_EXERCISE DIRECTIONS_: Each entry below should be reproduced character for character.
---- ENTRIES PROVIDED
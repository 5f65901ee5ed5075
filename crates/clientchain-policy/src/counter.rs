//! Keyed counter with TTL — backs the rate limiter.
//!
//! Modeled as an external service behind a trait (the production deployment
//! can point this at Redis INCR/EXPIRE); the bundled implementation keeps
//! counts in memory and expires them against the injected clock.

use crate::clock::Clock;
use chrono::{DateTime, Utc};
use std::collections::HashMap;
use std::sync::{Arc, Mutex};

/// Increment-and-read counter keyed by string, entries expiring after `ttl`.
pub trait RateCounter: Send + Sync {
    /// Increment `key` and return the post-increment count. The first
    /// increment of a key starts its TTL window.
    fn incr(&self, key: &str, ttl: chrono::Duration) -> u64;
}

/// In-memory counter with per-key expiry.
pub struct InMemoryCounter {
    clock: Arc<dyn Clock>,
    entries: Mutex<HashMap<String, CounterEntry>>,
}

struct CounterEntry {
    count: u64,
    expires_at: DateTime<Utc>,
}

impl InMemoryCounter {
    pub fn new(clock: Arc<dyn Clock>) -> Self {
        Self {
            clock,
            entries: Mutex::new(HashMap::new()),
        }
    }

    /// Current count for a key without incrementing (0 if absent/expired).
    pub fn peek(&self, key: &str) -> u64 {
        let now = self.clock.now();
        let entries = self.entries.lock().unwrap();
        entries
            .get(key)
            .filter(|e| e.expires_at > now)
            .map(|e| e.count)
            .unwrap_or(0)
    }
}

impl RateCounter for InMemoryCounter {
    fn incr(&self, key: &str, ttl: chrono::Duration) -> u64 {
        let now = self.clock.now();
        let mut entries = self.entries.lock().unwrap();

        // Drop the expired entry so the window restarts.
        if entries.get(key).is_some_and(|e| e.expires_at <= now) {
            entries.remove(key);
        }

        let entry = entries.entry(key.to_string()).or_insert(CounterEntry {
            count: 0,
            expires_at: now + ttl,
        });
        entry.count += 1;
        entry.count
    }
}

#[cfg(test)]
mod tests {
    use super::*;
    use crate::clock::ManualClock;
    use chrono::TimeZone;

    fn clock() -> Arc<ManualClock> {
        Arc::new(ManualClock::at(
            Utc.with_ymd_and_hms(2025, 6, 1, 12, 0, 0).unwrap(),
        ))
    }

    #[test]
    fn test_incr_counts_up() {
        let counter = InMemoryCounter::new(clock());
        let day = chrono::Duration::hours(24);
        assert_eq!(counter.incr("k", day), 1);
        assert_eq!(counter.incr("k", day), 2);
        assert_eq!(counter.incr("other", day), 1);
        assert_eq!(counter.peek("k"), 2);
    }

    #[test]
    fn test_expiry_restarts_window() {
        let clock = clock();
        let counter = InMemoryCounter::new(clock.clone());
        let day = chrono::Duration::hours(24);

        counter.incr("k", day);
        counter.incr("k", day);
        clock.advance(chrono::Duration::hours(25));

        assert_eq!(counter.peek("k"), 0);
        assert_eq!(counter.incr("k", day), 1);
    }
}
--------
_ANSWER SECTION_:
repository 5f65901ee5ed5075
filename crates/clientchain-policy/src/counter.rs
//! Keyed counter with TTL — backs the rate limiter.
//!
//! Modeled as an external service behind a trait (the production deployment
//! can point this at Redis INCR/EXPIRE); the bundled implementation keeps
//! counts in memory and expires them against the injected clock.

use crate::clock::Clock;
use chrono::{DateTime, Utc};
use std::collections::HashMap;
use std::sync::{Arc, Mutex};

/// Increment-and-read counter keyed by string, entries expiring after `ttl`.
pub trait RateCounter: Send + Sync {
    /// Increment `key` and return the post-increment count. The first
    /// increment of a key starts its TTL window.
    fn incr(&self, key: &str, ttl: chrono::Duration) -> u64;
}

/// In-memory counter with per-key expiry.
pub struct InMemoryCounter {
    clock: Arc<dyn Clock>,
    entries: Mutex<HashMap<String, CounterEntry>>,
}

struct CounterEntry {
    count: u64,
    expires_at: DateTime<Utc>,
}

impl InMemoryCounter {
    pub fn new(clock: Arc<dyn Clock>) -> Self {
        Self {
            clock,
            entries: Mutex::new(HashMap::new()),
        }
    }

    /// Current count for a key without incrementing (0 if absent/expired).
    pub fn peek(&self, key: &str) -> u64 {
        let now = self.clock.now();
        let entries = self.entries.lock().unwrap();
        entries
            .get(key)
            .filter(|e| e.expires_at > now)
            .map(|e| e.count)
            .unwrap_or(0)
    }
}

impl RateCounter for InMemoryCounter {
    fn incr(&self, key: &str, ttl: chrono::Duration) -> u64 {
        let now = self.clock.now();
        let mut entries = self.entries.lock().unwrap();

        // Drop the expired entry so the window restarts.
        if entries.get(key).is_some_and(|e| e.expires_at <= now) {
            entries.remove(key);
        }

        let entry = entries.entry(key.to_string()).or_insert(CounterEntry {
            count: 0,
            expires_at: now + ttl,
        });
        entry.count += 1;
        entry.count
    }
}

#[cfg(test)]
mod tests {
    use super::*;
    use crate::clock::ManualClock;
    use chrono::TimeZone;

    fn clock() -> Arc<ManualClock> {
        Arc::new(ManualClock::at(
            Utc.with_ymd_and_hms(2025, 6, 1, 12, 0, 0).unwrap(),
        ))
    }

    #[test]
    fn test_incr_counts_up() {
        let counter = InMemoryCounter::new(clock());
        let day = chrono::Duration::hours(24);
        assert_eq!(counter.incr("k", day), 1);
        assert_eq!(counter.incr("k", day), 2);
        assert_eq!(counter.incr("other", day), 1);
        assert_eq!(counter.peek("k"), 2);
    }

    #[test]
    fn test_expiry_restarts_window() {
        let clock = clock();
        let counter = InMemoryCounter::new(clock.clone());
        let day = chrono::Duration::hours(24);

        counter.incr("k", day);
        counter.incr("k", day);
        clock.advance(chrono::Duration::hours(25));

        assert_eq!(counter.peek("k"), 0);
        assert_eq!(counter.incr("k", day), 1);
    }
}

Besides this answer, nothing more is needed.